◆ **WHAT THE TASK REQUIRES**:
All lines from the one with "go to review" through the close of the records below are to be set down exactly, and no others.

◆ **DATA**:

※ ※ ※

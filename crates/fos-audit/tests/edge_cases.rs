//! Edge case tests for fos-audit
//!
//! Malformed input, failing handlers, media preloading and the small
//! corners of option handling.

use fos_audit::{
    AuditError, Config, ConfigureSpec, ContextSpec, Engine, Evaluation, MediaMetadata, MediaProvider, ResultType,
    RunOnly, RunOptions,
};
use fos_dom::Page;
use fos_html::parse_page;
use fos_layout::layout_page;
use fos_vdom::SerialNode;
use serde_json::{json, Value};
use smol::future::BoxedLocal;
use smol::Timer;
use std::rc::Rc;
use std::time::Duration;

fn page(html: &str) -> Page {
    let mut page = parse_page(html, "https://example.com/");
    layout_page(&mut page);
    page
}

fn engine() -> Engine {
    let _ = tracing_subscriber::fmt().with_test_writer().try_init();
    Engine::new(Config::default()).unwrap()
}

fn nodes(report: &Value, category: &str, id: &str) -> usize {
    report[category]
        .as_array()
        .and_then(|rules| rules.iter().find(|r| r["id"] == json!(id)))
        .and_then(|r| r["nodes"].as_array())
        .map_or(0, Vec::len)
}

fn only(ids: &[&str]) -> RunOptions {
    RunOptions::default().with_run_only(RunOnly::rules(ids.iter().copied()))
}

/// Registers a check and a rule using it on every `<p>`
fn with_custom_check(engine: &mut Engine, evaluate: &str) {
    let spec = ConfigureSpec::from_json(&format!(
        r#"{{"checks": [{{"id": "custom-check", "evaluate": "{evaluate}",
                          "metadata": {{"messages": {{"pass": "ok", "fail": "not ok"}}}}}}],
            "rules": [{{"id": "custom-rule", "selector": "p", "any": ["custom-check"],
                        "metadata": {{"description": "Custom", "help": "Custom"}}}}]}}"#
    ))
    .unwrap();
    engine.configure(&spec).unwrap();
}

// ============================================================================
// MALFORMED INPUT
// ============================================================================

#[test]
fn test_options_json_with_wrong_types() {
    assert!(matches!(
        RunOptions::from_json(r#"{"iframes": "yes"}"#),
        Err(AuditError::InvalidArgument(_))
    ));
    assert!(matches!(
        Config::from_json(r#"{"frameWaitTime": -1}"#),
        Err(AuditError::InvalidArgument(_))
    ));
}

#[test]
fn test_context_json_shapes() {
    let context = ContextSpec::from_json(r##"{"include": [["#main"]], "exclude": [["#ads"]]}"##).unwrap();
    assert_eq!(context.include.len(), 1);
    assert_eq!(context.exclude.len(), 1);
    assert!(ContextSpec::from_json("42").is_err());
}

#[test]
fn test_invalid_context_selector() {
    let page = page("<p>Hi</p>");
    let result = engine().run_blocking(&page, &ContextSpec::selector("p[["), &RunOptions::default());
    assert!(matches!(result, Err(AuditError::InvalidArgument(_))));
}

#[test]
fn test_empty_run_only() {
    let page = page("<p>Hi</p>");
    let options = RunOptions::default().with_run_only(RunOnly::rules(Vec::<String>::new()));
    let result = engine().run_blocking(&page, &ContextSpec::document(), &options);
    assert!(matches!(result, Err(AuditError::InvalidArgument(_))));
}

#[test]
fn test_unknown_run_only_tag() {
    let page = page("<p>Hi</p>");
    let options = RunOptions::default().with_run_only(RunOnly::tags(["wcag99"]));
    let result = engine().run_blocking(&page, &ContextSpec::document(), &options);
    assert!(matches!(result, Err(AuditError::InvalidArgument(_))));
}

#[test]
fn test_unknown_rule_toggle() {
    let page = page("<p>Hi</p>");
    let options = RunOptions::default().with_rule("not-a-rule", false);
    let result = engine().run_blocking(&page, &ContextSpec::document(), &options);
    assert!(matches!(result, Err(AuditError::InvalidArgument(_))));
}

#[test]
fn test_unknown_preload_asset() {
    let page = page("<p>Hi</p>");
    let options = RunOptions::from_json(r#"{"preload": {"assets": ["fonts"]}}"#).unwrap();
    let result = engine().run_blocking(&page, &ContextSpec::document(), &options);
    assert!(matches!(result, Err(AuditError::InvalidArgument(_))));
}

#[test]
fn test_check_with_unregistered_handler() {
    let mut engine = engine();
    let spec = ConfigureSpec::from_json(r#"{"checks": [{"id": "x", "evaluate": "does-not-exist"}]}"#).unwrap();
    assert!(matches!(engine.configure(&spec), Err(AuditError::Configuration(_))));
}

#[test]
fn test_unknown_reporter_falls_back_to_default() {
    let page = page(r#"<img src="a.png">"#);
    let options = only(&["image-alt"]).with_reporter("nope");
    let report = engine().run_blocking(&page, &ContextSpec::document(), &options).unwrap();
    assert_eq!(nodes(&report, "violations", "image-alt"), 1);
}

// ============================================================================
// EMPTY AND MINIMAL PAGES
// ============================================================================

#[test]
fn test_empty_page() {
    let page = page("");
    let report = engine().run_blocking(&page, &ContextSpec::document(), &RunOptions::default()).unwrap();
    assert_eq!(nodes(&report, "violations", "image-alt"), 0);
    assert!(report["inapplicable"].as_array().is_some_and(|rules| !rules.is_empty()));
}

#[test]
fn test_virtual_rule_on_text_node() {
    let results = engine()
        .run_virtual_rule("image-alt", &SerialNode::text("just text"), &RunOptions::default())
        .unwrap();
    assert_eq!(results.inapplicable.len(), 1);
}

#[test]
fn test_hidden_image_is_skipped_on_pages() {
    let page = page(r#"<img src="a.png" style="display: none">"#);
    let report = engine().run_blocking(&page, &ContextSpec::document(), &only(&["image-alt"])).unwrap();
    assert_eq!(nodes(&report, "violations", "image-alt"), 0);
}

#[test]
fn test_presentational_image_passes() {
    let page = page(r#"<img src="spacer.gif" role="presentation">"#);
    let report = engine().run_blocking(&page, &ContextSpec::document(), &only(&["image-alt"])).unwrap();
    assert_eq!(nodes(&report, "passes", "image-alt"), 1);
}

#[test]
fn test_whitespace_alt_fails() {
    let page = page(r#"<img src="a.png" alt=" ">"#);
    let report = engine().run_blocking(&page, &ContextSpec::document(), &only(&["image-alt"])).unwrap();
    assert_eq!(nodes(&report, "violations", "image-alt"), 1);
}

// ============================================================================
// RESULT TYPES
// ============================================================================

#[test]
fn test_result_types_truncate_other_categories() {
    let page = page(r#"<img src="a.png" alt="A"><img src="b.png" alt="B"><img src="c.png">"#);
    let options = only(&["image-alt"]).with_result_types(&[ResultType::Violations]);
    let report = engine().run_blocking(&page, &ContextSpec::document(), &options).unwrap();
    assert_eq!(nodes(&report, "violations", "image-alt"), 1);
    assert_eq!(nodes(&report, "passes", "image-alt"), 1);
}

// ============================================================================
// CUSTOM HANDLERS
// ============================================================================

#[test]
fn test_failing_check_handler_is_cant_tell() {
    let mut engine = engine();
    engine.register_handlers(|registry| {
        registry.add_evaluate("broken", |_cx| Err(anyhow::anyhow!("boom")));
    });
    with_custom_check(&mut engine, "broken");
    let page = page("<p>Text</p>");
    let report = engine.run_blocking(&page, &ContextSpec::document(), &only(&["custom-rule"])).unwrap();
    assert_eq!(nodes(&report, "incomplete", "custom-rule"), 1);
    let check = &report["incomplete"][0]["nodes"][0]["any"][0];
    assert!(check["data"]["error"].as_str().unwrap().contains("boom"));
}

#[test]
fn test_handlers_survive_reset() {
    let mut engine = engine();
    engine.register_handlers(|registry| {
        registry.add_evaluate("always", |_cx| Ok(true.into()));
    });
    engine.reset().unwrap();
    with_custom_check(&mut engine, "always");
    let page = page("<p>Text</p>");
    let report = engine.run_blocking(&page, &ContextSpec::document(), &only(&["custom-rule"])).unwrap();
    assert_eq!(nodes(&report, "passes", "custom-rule"), 1);
}

#[test]
fn test_check_options_reach_the_handler() {
    let mut engine = engine();
    engine.register_handlers(|registry| {
        registry.add_evaluate("threshold", |cx| {
            Ok((cx.option::<u64>("limit").unwrap_or(0) > 5).into())
        });
    });
    with_custom_check(&mut engine, "threshold");
    let page = page("<p>Text</p>");

    let report = engine.run_blocking(&page, &ContextSpec::document(), &only(&["custom-rule"])).unwrap();
    assert_eq!(nodes(&report, "violations", "custom-rule"), 1);

    let options = only(&["custom-rule"]).with_check_options("custom-check", json!({ "limit": 10 }));
    let report = engine.run_blocking(&page, &ContextSpec::document(), &options).unwrap();
    assert_eq!(nodes(&report, "passes", "custom-rule"), 1);
}

#[test]
fn test_slow_deferred_check_times_out() {
    let mut engine = Engine::new(Config {
        check_timeout: 20,
        ..Config::default()
    })
    .unwrap();
    engine.register_handlers(|registry| {
        registry.add_evaluate("slow", |_cx| {
            Ok(Evaluation::deferred(async {
                Timer::after(Duration::from_secs(5)).await;
                Ok(Some(true))
            }))
        });
    });
    with_custom_check(&mut engine, "slow");
    let page = page("<p>Text</p>");
    let report = engine.run_blocking(&page, &ContextSpec::document(), &only(&["custom-rule"])).unwrap();
    assert_eq!(nodes(&report, "incomplete", "custom-rule"), 1);
}

// ============================================================================
// MEDIA
// ============================================================================

struct Clips;

impl MediaProvider for Clips {
    fn metadata(&self, src: &str) -> BoxedLocal<anyhow::Result<MediaMetadata>> {
        let duration = if src.contains("long") { 120.0 } else { 2.0 };
        Box::pin(async move { Ok(MediaMetadata { duration, start: 0.0 }) })
    }
}

#[test]
fn test_autoplay_without_media_provider_needs_review() {
    let page = page(r#"<audio src="long.mp3" autoplay></audio>"#);
    let report = engine()
        .run_blocking(&page, &ContextSpec::document(), &only(&["no-autoplay-audio"]))
        .unwrap();
    assert_eq!(nodes(&report, "incomplete", "no-autoplay-audio"), 1);
}

#[test]
fn test_autoplay_with_media_provider() {
    let mut engine = engine();
    engine.set_media_provider(Rc::new(Clips));
    let page = page(
        r#"<audio src="short.mp3" autoplay></audio>
           <audio src="long.mp3" autoplay controls></audio>
           <audio src="long.mp3" autoplay muted></audio>
           <audio src="long.mp3" autoplay></audio>"#,
    );
    let report = engine
        .run_blocking(&page, &ContextSpec::document(), &only(&["no-autoplay-audio"]))
        .unwrap();
    assert_eq!(nodes(&report, "passes", "no-autoplay-audio"), 2);
    // Failures go to review
    assert_eq!(nodes(&report, "violations", "no-autoplay-audio"), 0);
    assert_eq!(nodes(&report, "incomplete", "no-autoplay-audio"), 1);
}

※ ※ ※

◆ **RESULT OF THE EXERCISE**:
    // Failures go to review
    assert_eq!(nodes(&report, "violations", "no-autoplay-audio"), 0);
    assert_eq!(nodes(&report, "incomplete", "no-autoplay-audio"), 1);
}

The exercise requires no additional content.